*ACTION ITEM:* Using the data below, return all lines in which "cors" appears.

┌──

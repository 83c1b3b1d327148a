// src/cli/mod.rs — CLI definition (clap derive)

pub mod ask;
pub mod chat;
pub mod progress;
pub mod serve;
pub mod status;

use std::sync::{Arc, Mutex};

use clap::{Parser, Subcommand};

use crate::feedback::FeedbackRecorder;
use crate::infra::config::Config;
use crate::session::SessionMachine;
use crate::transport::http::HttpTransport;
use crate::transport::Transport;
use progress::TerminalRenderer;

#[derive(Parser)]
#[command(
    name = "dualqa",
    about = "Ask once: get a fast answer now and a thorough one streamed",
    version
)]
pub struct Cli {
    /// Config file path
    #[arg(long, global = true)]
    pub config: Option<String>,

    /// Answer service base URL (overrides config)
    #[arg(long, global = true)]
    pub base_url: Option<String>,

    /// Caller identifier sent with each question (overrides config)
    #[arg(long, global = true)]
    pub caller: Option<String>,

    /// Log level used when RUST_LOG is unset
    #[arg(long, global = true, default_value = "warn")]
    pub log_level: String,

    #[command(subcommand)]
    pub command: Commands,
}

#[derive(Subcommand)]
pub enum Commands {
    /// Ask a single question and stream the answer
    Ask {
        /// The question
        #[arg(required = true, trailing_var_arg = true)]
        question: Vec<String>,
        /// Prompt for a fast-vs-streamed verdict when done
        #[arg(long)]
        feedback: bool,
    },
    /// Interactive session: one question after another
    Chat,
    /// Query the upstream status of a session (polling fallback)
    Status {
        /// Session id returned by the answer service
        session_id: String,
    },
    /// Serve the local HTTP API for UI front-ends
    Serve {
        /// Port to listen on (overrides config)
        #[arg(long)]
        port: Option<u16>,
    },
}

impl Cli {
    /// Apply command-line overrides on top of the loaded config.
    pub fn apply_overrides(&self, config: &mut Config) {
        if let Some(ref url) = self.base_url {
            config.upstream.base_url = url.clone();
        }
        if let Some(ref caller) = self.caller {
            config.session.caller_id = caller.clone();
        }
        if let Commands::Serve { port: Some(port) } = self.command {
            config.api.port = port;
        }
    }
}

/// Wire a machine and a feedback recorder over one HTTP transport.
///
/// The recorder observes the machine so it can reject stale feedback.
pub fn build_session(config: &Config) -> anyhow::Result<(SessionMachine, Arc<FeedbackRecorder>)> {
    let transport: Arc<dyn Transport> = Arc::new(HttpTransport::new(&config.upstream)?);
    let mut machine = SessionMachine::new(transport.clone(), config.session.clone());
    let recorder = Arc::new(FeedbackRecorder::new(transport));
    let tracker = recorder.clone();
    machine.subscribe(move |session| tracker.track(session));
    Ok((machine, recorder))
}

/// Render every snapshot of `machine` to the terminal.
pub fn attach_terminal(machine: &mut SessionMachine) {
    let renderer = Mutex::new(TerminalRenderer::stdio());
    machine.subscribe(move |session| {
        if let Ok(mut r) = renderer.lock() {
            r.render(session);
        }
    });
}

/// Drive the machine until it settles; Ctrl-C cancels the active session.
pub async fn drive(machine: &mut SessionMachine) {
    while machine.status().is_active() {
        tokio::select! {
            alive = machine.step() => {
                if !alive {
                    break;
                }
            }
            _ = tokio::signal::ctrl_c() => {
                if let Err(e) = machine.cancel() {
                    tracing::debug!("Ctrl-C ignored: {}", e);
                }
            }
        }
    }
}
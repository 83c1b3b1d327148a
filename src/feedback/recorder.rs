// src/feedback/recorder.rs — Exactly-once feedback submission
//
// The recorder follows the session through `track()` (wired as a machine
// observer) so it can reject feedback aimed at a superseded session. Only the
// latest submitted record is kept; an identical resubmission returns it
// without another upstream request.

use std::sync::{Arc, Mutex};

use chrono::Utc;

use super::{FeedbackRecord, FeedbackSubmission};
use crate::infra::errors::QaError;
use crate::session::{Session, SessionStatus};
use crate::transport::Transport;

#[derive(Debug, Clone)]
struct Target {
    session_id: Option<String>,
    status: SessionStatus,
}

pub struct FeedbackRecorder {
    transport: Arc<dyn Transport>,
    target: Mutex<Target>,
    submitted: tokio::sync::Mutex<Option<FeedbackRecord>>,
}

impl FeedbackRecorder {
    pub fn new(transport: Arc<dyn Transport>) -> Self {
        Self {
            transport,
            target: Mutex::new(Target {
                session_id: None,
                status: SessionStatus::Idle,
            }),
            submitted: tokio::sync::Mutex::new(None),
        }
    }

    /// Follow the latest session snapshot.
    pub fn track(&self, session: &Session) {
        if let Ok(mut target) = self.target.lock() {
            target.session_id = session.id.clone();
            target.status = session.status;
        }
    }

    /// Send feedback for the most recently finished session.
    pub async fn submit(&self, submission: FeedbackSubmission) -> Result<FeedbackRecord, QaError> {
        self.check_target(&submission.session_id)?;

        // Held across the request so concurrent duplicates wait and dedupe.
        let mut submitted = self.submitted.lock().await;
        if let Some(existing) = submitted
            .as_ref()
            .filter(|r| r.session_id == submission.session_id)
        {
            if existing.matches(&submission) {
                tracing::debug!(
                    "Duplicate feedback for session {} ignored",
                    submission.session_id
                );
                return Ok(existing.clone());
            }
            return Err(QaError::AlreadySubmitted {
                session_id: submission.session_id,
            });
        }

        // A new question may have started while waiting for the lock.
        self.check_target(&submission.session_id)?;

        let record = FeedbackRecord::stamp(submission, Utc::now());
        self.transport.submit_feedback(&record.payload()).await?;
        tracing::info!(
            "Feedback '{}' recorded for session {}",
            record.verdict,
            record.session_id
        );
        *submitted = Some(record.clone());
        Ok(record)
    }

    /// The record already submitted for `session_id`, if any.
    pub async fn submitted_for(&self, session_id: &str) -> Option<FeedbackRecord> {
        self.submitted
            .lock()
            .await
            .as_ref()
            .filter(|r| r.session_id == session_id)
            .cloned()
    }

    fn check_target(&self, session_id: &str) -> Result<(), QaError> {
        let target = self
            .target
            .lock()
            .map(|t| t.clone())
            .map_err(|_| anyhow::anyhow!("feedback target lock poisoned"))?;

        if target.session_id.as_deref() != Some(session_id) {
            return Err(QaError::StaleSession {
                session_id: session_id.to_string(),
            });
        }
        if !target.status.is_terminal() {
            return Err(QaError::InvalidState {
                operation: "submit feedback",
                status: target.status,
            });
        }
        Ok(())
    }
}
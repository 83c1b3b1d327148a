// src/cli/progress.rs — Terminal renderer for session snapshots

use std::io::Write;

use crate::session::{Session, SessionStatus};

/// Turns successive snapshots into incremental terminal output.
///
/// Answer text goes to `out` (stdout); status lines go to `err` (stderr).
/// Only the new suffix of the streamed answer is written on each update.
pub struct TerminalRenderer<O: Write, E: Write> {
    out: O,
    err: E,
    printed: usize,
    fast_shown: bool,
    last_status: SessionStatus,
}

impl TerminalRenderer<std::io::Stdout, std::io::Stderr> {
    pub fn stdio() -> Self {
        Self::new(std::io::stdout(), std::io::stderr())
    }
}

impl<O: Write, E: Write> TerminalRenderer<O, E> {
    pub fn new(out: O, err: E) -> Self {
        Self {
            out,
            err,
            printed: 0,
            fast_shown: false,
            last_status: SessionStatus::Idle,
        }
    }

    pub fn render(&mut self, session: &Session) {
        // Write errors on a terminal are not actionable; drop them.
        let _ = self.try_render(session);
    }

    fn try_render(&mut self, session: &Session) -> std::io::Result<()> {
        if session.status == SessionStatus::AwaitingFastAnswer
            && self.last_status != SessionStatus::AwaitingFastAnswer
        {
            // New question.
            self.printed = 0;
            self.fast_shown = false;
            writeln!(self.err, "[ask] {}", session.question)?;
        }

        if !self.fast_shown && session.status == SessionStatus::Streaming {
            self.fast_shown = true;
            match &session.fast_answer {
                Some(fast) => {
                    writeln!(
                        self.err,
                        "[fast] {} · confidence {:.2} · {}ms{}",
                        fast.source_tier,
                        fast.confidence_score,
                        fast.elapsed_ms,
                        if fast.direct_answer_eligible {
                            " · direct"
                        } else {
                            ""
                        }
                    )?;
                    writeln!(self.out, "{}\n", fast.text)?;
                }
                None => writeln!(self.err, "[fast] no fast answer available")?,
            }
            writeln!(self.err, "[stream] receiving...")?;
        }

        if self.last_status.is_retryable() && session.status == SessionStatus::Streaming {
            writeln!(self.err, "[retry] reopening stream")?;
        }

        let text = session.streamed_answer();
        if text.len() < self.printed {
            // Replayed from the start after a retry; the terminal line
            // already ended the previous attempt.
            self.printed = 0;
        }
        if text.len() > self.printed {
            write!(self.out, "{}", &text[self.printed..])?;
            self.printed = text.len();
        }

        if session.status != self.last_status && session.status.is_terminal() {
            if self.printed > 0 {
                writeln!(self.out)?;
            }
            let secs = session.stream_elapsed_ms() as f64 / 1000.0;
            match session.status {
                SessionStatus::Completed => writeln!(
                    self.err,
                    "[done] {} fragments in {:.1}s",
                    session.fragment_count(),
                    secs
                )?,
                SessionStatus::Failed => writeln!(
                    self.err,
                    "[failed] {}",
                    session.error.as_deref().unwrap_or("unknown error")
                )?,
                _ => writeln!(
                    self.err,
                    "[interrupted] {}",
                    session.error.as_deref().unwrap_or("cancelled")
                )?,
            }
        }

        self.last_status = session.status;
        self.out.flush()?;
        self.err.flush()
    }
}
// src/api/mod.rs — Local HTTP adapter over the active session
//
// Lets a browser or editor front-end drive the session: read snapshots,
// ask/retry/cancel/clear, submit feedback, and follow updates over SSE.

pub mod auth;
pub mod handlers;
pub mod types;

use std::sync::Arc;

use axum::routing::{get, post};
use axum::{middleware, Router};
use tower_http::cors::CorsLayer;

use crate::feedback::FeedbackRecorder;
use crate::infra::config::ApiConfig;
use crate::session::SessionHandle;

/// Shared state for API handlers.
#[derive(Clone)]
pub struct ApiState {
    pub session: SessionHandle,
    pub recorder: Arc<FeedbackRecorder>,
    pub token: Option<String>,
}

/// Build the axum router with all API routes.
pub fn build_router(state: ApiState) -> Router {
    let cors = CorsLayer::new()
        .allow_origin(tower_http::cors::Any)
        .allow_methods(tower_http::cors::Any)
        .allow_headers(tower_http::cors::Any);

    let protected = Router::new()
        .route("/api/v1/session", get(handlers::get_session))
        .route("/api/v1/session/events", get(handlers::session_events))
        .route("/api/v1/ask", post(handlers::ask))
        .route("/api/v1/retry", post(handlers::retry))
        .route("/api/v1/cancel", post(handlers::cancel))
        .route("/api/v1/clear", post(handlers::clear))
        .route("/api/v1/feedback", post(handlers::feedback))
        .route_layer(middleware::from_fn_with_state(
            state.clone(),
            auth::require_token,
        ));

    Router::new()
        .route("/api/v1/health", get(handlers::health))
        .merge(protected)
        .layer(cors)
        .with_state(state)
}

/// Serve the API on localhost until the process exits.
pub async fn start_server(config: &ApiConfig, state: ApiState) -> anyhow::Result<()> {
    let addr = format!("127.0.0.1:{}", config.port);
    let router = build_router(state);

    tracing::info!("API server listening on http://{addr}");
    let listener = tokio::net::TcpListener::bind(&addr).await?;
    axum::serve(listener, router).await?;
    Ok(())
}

└──

*WRITTEN SOLUTION:*
use tower_http::cors::CorsLayer;
    let cors = CorsLayer::new()
        .allow_origin(tower_http::cors::Any)
        .allow_methods(tower_http::cors::Any)
        .allow_headers(tower_http::cors::Any);
        .layer(cors)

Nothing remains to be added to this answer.